14.757°N, 91.552°W; summit elev. 3745 m
All times are local (unless otherwise noted)
Based on a METAR weather notice, the Washington VAAC reported ash above Santa María's Santiaguito lava dome on 20 January. Satellite imagery showed a small plume drifting NNE at a possible altitude of 5.2 km (17,000 ft) a.s.l. During 20-21 January, INSIVUMEH reported that steam plumes rose 150 m above the crater and drifted SW. Avalanches originated from the lava dome SW of Caliente lava dome. On 21 January, the VAAC reported that an ash plume detected in satellite imagery drifted SW at an estimated altitude of 4.3 km (14,000 ft) a.s.l. They also noted that INSIVUMEH reported mostly steam plumes and rockfall-generated small ash plumes that drifted within 5 km of the crater. During 23-24 January fumarolic plumes rose 300 m above the crater and drifted N.

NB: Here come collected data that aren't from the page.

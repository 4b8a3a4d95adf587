use super::*;

// =============================================================
// Session
// =============================================================

#[test]
fn session_keeps_unknown_user_fields() {
    let raw = serde_json::json!({
        "jwt": "tok",
        "user": {
            "id": 7,
            "username": "alice",
            "email": "alice@example.com",
            "confirmed": true,
            "provider": "local"
        }
    });
    let session: Session = serde_json::from_value(raw.clone()).unwrap();
    assert_eq!(session.user.id, 7);
    assert_eq!(session.user.extra.get("provider"), Some(&serde_json::json!("local")));
    assert_eq!(serde_json::to_value(&session).unwrap(), raw);
}

// =============================================================
// Todo
// =============================================================

#[test]
fn todo_null_description_decodes_empty() {
    let todo: Todo = serde_json::from_value(serde_json::json!({
        "id": 1,
        "documentId": "abc",
        "title": "Buy milk",
        "description": null
    }))
    .unwrap();
    assert_eq!(todo.description, "");
    assert_eq!(todo.title, "Buy milk");
}

#[test]
fn todo_missing_description_decodes_empty() {
    let todo: Todo = serde_json::from_value(serde_json::json!({ "id": 2, "title": "x" })).unwrap();
    assert_eq!(todo.description, "");
}

#[test]
fn me_with_todos_ignores_user_fields() {
    let me: MeWithTodos = serde_json::from_value(serde_json::json!({
        "id": 3,
        "username": "bob",
        "todos": [{ "id": 9, "title": "t", "description": "d" }]
    }))
    .unwrap();
    assert_eq!(me.todos.len(), 1);
    assert_eq!(me.todos[0].id, 9);
}

// =============================================================
// Pagination envelope
// =============================================================

#[test]
fn todo_page_reads_camel_case_pagination() {
    let page: TodoPage = serde_json::from_value(serde_json::json!({
        "data": [{ "id": 1, "title": "a", "description": "" }],
        "meta": { "pagination": { "page": 2, "pageSize": 10, "pageCount": 5, "total": 42 } }
    }))
    .unwrap();
    assert_eq!(page.meta.pagination.page, 2);
    assert_eq!(page.meta.pagination.page_count, 5);
    assert_eq!(page.meta.pagination.total, 42);
}

#[test]
fn todo_page_without_meta_defaults_to_first_page() {
    let page: TodoPage = serde_json::from_value(serde_json::json!({ "data": [] })).unwrap();
    assert_eq!(page.meta.pagination, PaginationMeta::default());
}

// =============================================================
// Request payloads
// =============================================================

#[test]
fn create_payload_includes_user_relation() {
    let body = DataEnvelope {
        data: TodoPayload { title: "t", description: "d", user: Some(vec![4]) },
    };
    assert_eq!(
        serde_json::to_value(&body).unwrap(),
        serde_json::json!({ "data": { "title": "t", "description": "d", "user": [4] } })
    );
}

#[test]
fn update_payload_omits_user_relation() {
    let body = DataEnvelope { data: TodoPayload { title: "t", description: "d", user: None } };
    assert_eq!(
        serde_json::to_value(&body).unwrap(),
        serde_json::json!({ "data": { "title": "t", "description": "d" } })
    );
}

#[test]
fn error_response_reads_message() {
    let body: ErrorResponse = serde_json::from_value(serde_json::json!({
        "data": null,
        "error": { "status": 400, "name": "ValidationError", "message": "Invalid identifier or password" }
    }))
    .unwrap();
    assert_eq!(body.error.message, "Invalid identifier or password");
    assert_eq!(body.error.status, 400);
}
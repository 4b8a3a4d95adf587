//! Top navigation with session-aware links and logout.

use leptos::prelude::*;
use leptos_router::components::A;

use crate::net::query::QueryClient;
use crate::services;
use crate::state::session::{SessionState, SessionStore};
use crate::state::toast::Toasts;
use crate::util::storage::BrowserStorage;

#[component]
pub fn Navbar() -> impl IntoView {
    let session = expect_context::<RwSignal<SessionState>>();
    let toasts = expect_context::<RwSignal<Toasts>>();
    let queries = expect_context::<QueryClient>();

    let signed_in = move || session.with(SessionState::is_authenticated);
    let username = move || session.with(|s| s.username().unwrap_or_default().to_owned());

    // Clearing the slot is enough: guarded routes redirect on their own.
    let on_logout = move |_: leptos::ev::MouseEvent| {
        services::auth::logout(&SessionStore::new(BrowserStorage), &queries);
        queries.clear();
        session.set(SessionState::default());
        toasts.update(|t| {
            t.success("Logged out successfully");
        });
    };

    view! {
        <nav class="navbar">
            <ul class="navbar__list">
                <li class="navbar__item">
                    <A href="/">"Home"</A>
                </li>
                <Show
                    when=signed_in
                    fallback=|| {
                        view! {
                            <li class="navbar__item">
                                <A href="/register">"Register"</A>
                            </li>
                            <li class="navbar__item">
                                <A href="/login">"Login"</A>
                            </li>
                        }
                    }
                >
                    <li class="navbar__item">
                        <A href="/todos">"Todos"</A>
                    </li>
                    <li class="navbar__item navbar__user">{username}</li>
                    <li class="navbar__item">
                        <button class="btn btn--sm" on:click=on_logout>
                            "Logout"
                        </button>
                    </li>
                </Show>
            </ul>
        </nav>
    }
}
//! Keyed query cache with explicit scope invalidation.
//!
//! DESIGN
//! ======
//! Results are cached under a `QueryKey` whose first segment is its scope.
//! Mutations do not bump a counter inside the key; they call
//! [`Invalidate::invalidate`] for the scopes they affect, which drops those
//! entries and notifies every live query so it re-resolves (cache hit or
//! refetch).
//!
//! A fetch that started before an invalidation must not repopulate the
//! cache with pre-mutation data, so inserts are checked against the scope
//! generation captured when the fetch began.

#[cfg(test)]
#[path = "query_test.rs"]
mod query_test;

use std::cell::RefCell;
use std::collections::HashMap;
use std::fmt;
use std::future::Future;
use std::rc::Rc;

use leptos::prelude::*;
use serde::Serialize;
use serde::de::DeserializeOwned;

use super::error::ApiError;

/// Ordered key segments; the first is the invalidation scope.
#[derive(Clone, Debug, PartialEq, Eq, Hash)]
pub struct QueryKey(Vec<String>);

impl QueryKey {
    pub fn new(scope: impl Into<String>) -> Self {
        Self(vec![scope.into()])
    }

    #[must_use]
    pub fn with(mut self, segment: impl fmt::Display) -> Self {
        self.0.push(segment.to_string());
        self
    }

    pub fn scope(&self) -> &str {
        self.0.first().map_or("", String::as_str)
    }
}

impl fmt::Display for QueryKey {
    fn fmt(&self, f: &mut fmt::Formatter<'_>) -> fmt::Result {
        f.write_str(&self.0.join("/"))
    }
}

/// Serialized query results keyed by [`QueryKey`].
#[derive(Clone, Debug, Default)]
pub struct QueryCache {
    entries: HashMap<QueryKey, serde_json::Value>,
    generations: HashMap<String, u64>,
}

impl QueryCache {
    pub fn get(&self, key: &QueryKey) -> Option<&serde_json::Value> {
        self.entries.get(key)
    }

    /// Typed lookup. An entry that no longer decodes as `T` counts as a miss.
    pub fn get_as<T: DeserializeOwned>(&self, key: &QueryKey) -> Option<T> {
        let value = self.entries.get(key)?;
        serde_json::from_value(value.clone()).ok()
    }

    pub fn insert(&mut self, key: QueryKey, value: serde_json::Value) {
        self.entries.insert(key, value);
    }

    /// Store only if the key's scope has not been invalidated since `generation`.
    /// Returns whether the value was stored.
    pub fn insert_if_current(&mut self, key: QueryKey, generation: u64, value: serde_json::Value) -> bool {
        if self.generation(key.scope()) != generation {
            return false;
        }
        self.insert(key, value);
        true
    }

    /// Drop every entry in `scope` and advance its generation.
    /// Returns the number of entries removed.
    pub fn invalidate(&mut self, scope: &str) -> usize {
        let before = self.entries.len();
        self.entries.retain(|key, _| key.scope() != scope);
        *self.generations.entry(scope.to_owned()).or_default() += 1;
        before - self.entries.len()
    }

    /// Drop everything. Generations advance so in-flight fetches are discarded.
    pub fn clear(&mut self) {
        for key in self.entries.keys() {
            self.generations.entry(key.scope().to_owned()).or_default();
        }
        self.entries.clear();
        for generation in self.generations.values_mut() {
            *generation += 1;
        }
    }

    pub fn generation(&self, scope: &str) -> u64 {
        self.generations.get(scope).copied().unwrap_or(0)
    }

    pub fn len(&self) -> usize {
        self.entries.len()
    }

    pub fn is_empty(&self) -> bool {
        self.entries.is_empty()
    }
}

/// Explicit cache-invalidation signal raised after a successful mutation.
pub trait Invalidate {
    fn invalidate(&self, scope: &str);

    fn invalidate_all(&self, scopes: &[&str]) {
        for scope in scopes {
            self.invalidate(scope);
        }
    }
}

impl Invalidate for RefCell<QueryCache> {
    fn invalidate(&self, scope: &str) {
        self.borrow_mut().invalidate(scope);
    }
}

/// Reactive handle over the shared [`QueryCache`], provided via context.
#[derive(Clone, Copy)]
pub struct QueryClient {
    cache: StoredValue<QueryCache>,
    invalidated: RwSignal<u64>,
}

impl QueryClient {
    pub fn new() -> Self {
        Self { cache: StoredValue::new(QueryCache::default()), invalidated: RwSignal::new(0) }
    }

    /// Drop all cached results, e.g. when the session ends.
    pub fn clear(&self) {
        self.cache.update_value(QueryCache::clear);
        self.invalidated.update(|n| *n += 1);
    }
}

impl Default for QueryClient {
    fn default() -> Self {
        Self::new()
    }
}

impl Invalidate for QueryClient {
    fn invalidate(&self, scope: &str) {
        let removed = self.cache.try_update_value(|c| c.invalidate(scope)).unwrap_or(0);
        log::debug!("query scope invalidated: scope={scope} removed={removed}");
        self.invalidated.update(|n| *n += 1);
    }
}

/// Cache access needed to resolve one query. Borrows are never held across
/// the fetch, so an invalidation can land while it is in flight.
pub trait QueryStore {
    /// Cached value for `key` (if it decodes as `T`) and the current
    /// generation of its scope.
    fn lookup<T: DeserializeOwned>(&self, key: &QueryKey) -> (Option<T>, u64);

    /// See [`QueryCache::insert_if_current`].
    fn store_if_current(&self, key: QueryKey, generation: u64, value: serde_json::Value) -> bool;
}

impl QueryStore for RefCell<QueryCache> {
    fn lookup<T: DeserializeOwned>(&self, key: &QueryKey) -> (Option<T>, u64) {
        let cache = self.borrow();
        (cache.get_as(key), cache.generation(key.scope()))
    }

    fn store_if_current(&self, key: QueryKey, generation: u64, value: serde_json::Value) -> bool {
        self.borrow_mut().insert_if_current(key, generation, value)
    }
}

impl QueryStore for QueryClient {
    fn lookup<T: DeserializeOwned>(&self, key: &QueryKey) -> (Option<T>, u64) {
        self.cache
            .try_with_value(|c| (c.get_as(key), c.generation(key.scope())))
            .unwrap_or((None, 0))
    }

    fn store_if_current(&self, key: QueryKey, generation: u64, value: serde_json::Value) -> bool {
        self.cache
            .try_update_value(|c| c.insert_if_current(key, generation, value))
            .unwrap_or(false)
    }
}

/// Serve `key` from `store`, or run `fetch` and cache its result.
///
/// The scope generation is captured before fetching; if the scope is
/// invalidated meanwhile the result is still returned but not cached.
/// `on_fetching` is told when a real fetch (not a cache hit) starts and ends.
pub async fn resolve_query<T, S, F, Fut>(
    store: &S,
    key: QueryKey,
    fetch: F,
    on_fetching: impl Fn(bool),
) -> Result<T, ApiError>
where
    T: Serialize + DeserializeOwned,
    S: QueryStore,
    F: FnOnce(QueryKey) -> Fut,
    Fut: Future<Output = Result<T, ApiError>>,
{
    let (cached, generation) = store.lookup::<T>(&key);
    if let Some(value) = cached {
        return Ok(value);
    }
    on_fetching(true);
    let result = fetch(key.clone()).await;
    on_fetching(false);
    match &result {
        Ok(value) => match serde_json::to_value(value) {
            Ok(json) => {
                if !store.store_if_current(key.clone(), generation, json) {
                    log::debug!("discarding superseded result for {key}");
                }
            }
            Err(err) => log::warn!("query result for {key} not cacheable: {err}"),
        },
        Err(err) => log::warn!("query {key} failed: {err}"),
    }
    result
}

/// Reactive query result plus an in-flight flag.
pub struct Query<T: 'static> {
    /// `None` until the first resolution.
    pub data: LocalResource<Result<T, ApiError>>,
    /// True while a network fetch (not a cache hit) is running.
    pub fetching: RwSignal<bool>,
}

/// Resolve `key` from the cache or by calling `fetch`.
///
/// Re-runs whenever a signal read inside `key` changes or any scope is
/// invalidated through the same [`QueryClient`].
pub fn use_query<T, K, F, Fut>(client: QueryClient, key_fn: K, fetch: F) -> Query<T>
where
    T: Serialize + DeserializeOwned + Clone + 'static,
    K: Fn() -> QueryKey + 'static,
    F: Fn(QueryKey) -> Fut + 'static,
    Fut: Future<Output = Result<T, ApiError>> + 'static,
{
    let fetching = RwSignal::new(false);
    let fetch = Rc::new(fetch);
    let data = LocalResource::new(move || {
        let key = key_fn();
        client.invalidated.track();
        let fetch = Rc::clone(&fetch);
        async move { resolve_query(&client, key, |k| (*fetch)(k), |busy| fetching.set(busy)).await }
    });
    Query { data, fetching }
}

Geological Summary. Symmetrical, forest-covered Santa María volcano is part of a chain of large stratovolcanoes that rise above the Pacific coastal plain of Guatemala. The sharp-topped, conical profile is cut on the SW flank by a 1.5-km-wide crater. The oval-shaped crater extends from just below the summit to the lower flank, and was formed during a catastrophic eruption in 1902. The renowned Plinian eruption of 1902 that devastated much of SW Guatemala followed a long repose period after construction of the large basaltic-andesite stratovolcano. The massive dacitic Santiaguito lava-dome complex has been growing at the base of the 1902 crater since 1922. Compound dome growth at Santiaguito has occurred episodically from four vents, with activity progressing W towards the most recent, Caliente. Dome growth has been accompanied by almost continuous minor explosions, with periodic lava extrusion, larger explosions, pyroclastic flows, and lahars.